The investment guaranteed COVAX the “right of first refusal” to the first Novavax doses, but the deal applied only to factories in the Czech Republic, South Korea and Spain, said Bjorg Dystvold Nilsson, spokesman for COVAX co-founder CEPI.
There are other factories that aren’t part of the deal — and their shots are going elsewhere.
The Serum Institute of India, the world’s largest vaccine maker, has manufactured millions of Novavax doses.

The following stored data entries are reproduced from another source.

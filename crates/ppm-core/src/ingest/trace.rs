//! Ingested events and sentinel-bounded case traces.

use std::collections::BTreeMap;

use chrono::NaiveDateTime;
use ppm_common::CaseId;
use serde::Serialize;

/// Task and user label of the synthetic first event of every trace.
pub const START: &str = "Start";
/// Task and user label of the synthetic last event of every trace.
pub const END: &str = "End";
/// User assigned to events that name none.
pub const SYSTEM_USER: &str = "SYS";

/// One row of the event log after renaming and parsing.
#[derive(Debug, Clone, PartialEq, Serialize)]
pub struct Event {
    pub case_id: CaseId,
    pub task: String,
    pub user: String,
    /// Present only for dual-timestamp logs.
    pub start_timestamp: Option<NaiveDateTime>,
    pub end_timestamp: NaiveDateTime,
    /// Non-canonical columns kept by the reader.
    #[serde(skip_serializing_if = "BTreeMap::is_empty")]
    pub attributes: BTreeMap<String, String>,
}

impl Event {
    /// Sort key within a case: the start timestamp when there is one.
    pub fn order_key(&self) -> NaiveDateTime {
        self.start_timestamp.unwrap_or(self.end_timestamp)
    }

    pub fn is_sentinel(&self) -> bool {
        is_sentinel_label(&self.task)
    }

    fn sentinel(case_id: &CaseId, label: &str, at: NaiveDateTime, dual: bool) -> Self {
        Event {
            case_id: case_id.clone(),
            task: label.to_string(),
            user: label.to_string(),
            start_timestamp: dual.then_some(at),
            end_timestamp: at,
            attributes: BTreeMap::new(),
        }
    }
}

pub(crate) fn is_sentinel_label(task: &str) -> bool {
    task == START || task == END
}

/// Lifecycle transition of a raw event.
#[derive(Debug, Clone, Copy, PartialEq, Eq, Serialize)]
#[serde(rename_all = "lowercase")]
pub enum EventType {
    Start,
    Complete,
}

/// One lifecycle transition: an event split at its start or completion.
#[derive(Debug, Clone, PartialEq, Serialize)]
pub struct Transition {
    pub case_id: CaseId,
    pub task: String,
    pub user: String,
    pub event_type: EventType,
    pub timestamp: NaiveDateTime,
}

/// All events of one case, bounded by `Start` and `End` sentinels.
#[derive(Debug, Clone, PartialEq, Serialize)]
pub struct CaseTrace {
    pub case_id: CaseId,
    events: Vec<Event>,
}

impl CaseTrace {
    /// Order `real` events by their order key (stable, so ties keep row
    /// order) and wrap them in sentinels. Returns `None` for an empty case.
    pub fn new(case_id: CaseId, mut real: Vec<Event>) -> Option<Self> {
        real.sort_by_key(Event::order_key);
        let first = real.first()?;
        let last = real.last()?;
        let dual = first.start_timestamp.is_some();
        let start = Event::sentinel(&case_id, START, first.order_key(), dual);
        let end = Event::sentinel(&case_id, END, last.end_timestamp, dual);

        let mut events = Vec::with_capacity(real.len() + 2);
        events.push(start);
        events.extend(real);
        events.push(end);
        Some(Self { case_id, events })
    }

    /// Every event, sentinels included.
    pub fn events(&self) -> &[Event] {
        &self.events
    }

    /// Events between the sentinels.
    pub fn real_events(&self) -> &[Event] {
        &self.events[1..self.events.len() - 1]
    }

    /// Number of events between the sentinels.
    pub fn real_len(&self) -> usize {
        self.events.len() - 2
    }

    /// Earliest real completion time; reconstruction starts here.
    pub fn anchor(&self) -> NaiveDateTime {
        self.real_events()
            .iter()
            .map(|e| e.end_timestamp)
            .min()
            .unwrap_or(self.events[0].end_timestamp)
    }

    /// Start/complete transitions ordered by timestamp (stable). Single
    /// timestamp events yield one `complete` transition each.
    pub fn transitions(&self) -> Vec<Transition> {
        let mut out = Vec::with_capacity(self.events.len() * 2);
        for event in &self.events {
            let split = |event_type, timestamp| Transition {
                case_id: event.case_id.clone(),
                task: event.task.clone(),
                user: event.user.clone(),
                event_type,
                timestamp,
            };
            if let Some(start) = event.start_timestamp {
                out.push(split(EventType::Start, start));
            }
            out.push(split(EventType::Complete, event.end_timestamp));
        }
        out.sort_by_key(|t| t.timestamp);
        out
    }
}

/// An ingested event log: one trace per case, keyed by case id.
#[derive(Debug, Clone, Default, PartialEq, Serialize)]
pub struct EventLog {
    traces: BTreeMap<CaseId, CaseTrace>,
    pub one_timestamp: bool,
}

impl EventLog {
    /// Group events by case, preserving row order within each case.
    pub fn from_events(events: Vec<Event>, one_timestamp: bool) -> Self {
        let mut grouped: BTreeMap<CaseId, Vec<Event>> = BTreeMap::new();
        for event in events {
            grouped.entry(event.case_id.clone()).or_default().push(event);
        }
        let traces = grouped
            .into_iter()
            .filter_map(|(id, events)| CaseTrace::new(id.clone(), events).map(|t| (id, t)))
            .collect();
        Self {
            traces,
            one_timestamp,
        }
    }

    /// Traces in case-id order.
    pub fn traces(&self) -> impl Iterator<Item = &CaseTrace> {
        self.traces.values()
    }

    pub fn get(&self, case_id: &CaseId) -> Option<&CaseTrace> {
        self.traces.get(case_id)
    }

    /// Number of cases.
    pub fn len(&self) -> usize {
        self.traces.len()
    }

    pub fn is_empty(&self) -> bool {
        self.traces.is_empty()
    }

    /// Number of real events across all cases.
    pub fn event_count(&self) -> usize {
        self.traces.values().map(CaseTrace::real_len).sum()
    }

    /// Reconstruction anchor of every case.
    pub fn anchors(&self) -> BTreeMap<CaseId, NaiveDateTime> {
        self.traces
            .iter()
            .map(|(id, trace)| (id.clone(), trace.anchor()))
            .collect()
    }

    /// The transition view of every case.
    pub fn raw_traces(&self) -> BTreeMap<CaseId, Vec<Transition>> {
        self.traces
            .iter()
            .map(|(id, trace)| (id.clone(), trace.transitions()))
            .collect()
    }
}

According to India’s Ministry of External Affairs and the institute, more than 28.9 million of those doses were sent to the Netherlands in January and February, while Australia received about 6 million doses. Indonesia also received about 9 million doses in December.
Thousands of other Novavax doses were also shipped from a Netherlands factory to other EU countries.
“Whatever the reason, a vaccine that was believed to be highly suitable for poor countries is now in large part going to rich countries,” said Zain Rizvi, a drug policy expert at the U.S. advocacy group Public Citizen. “It’s tragic that in year three of the pandemic, we still cannot get the resources, attention and political will to solve vaccine inequity.”
The delay is the latest setback for COVAX, which has been repeatedly hit by supply problems and has missed numerous targets to share doses.
Last year, WHO’s director-general Tedros Adhanom Ghebreyesus decried the chasm in vaccine supplies between rich and poor countries as a “catastrophic moral failure.”
Vaccine availability has been improving in poorer regions recently, but logistical problems persist.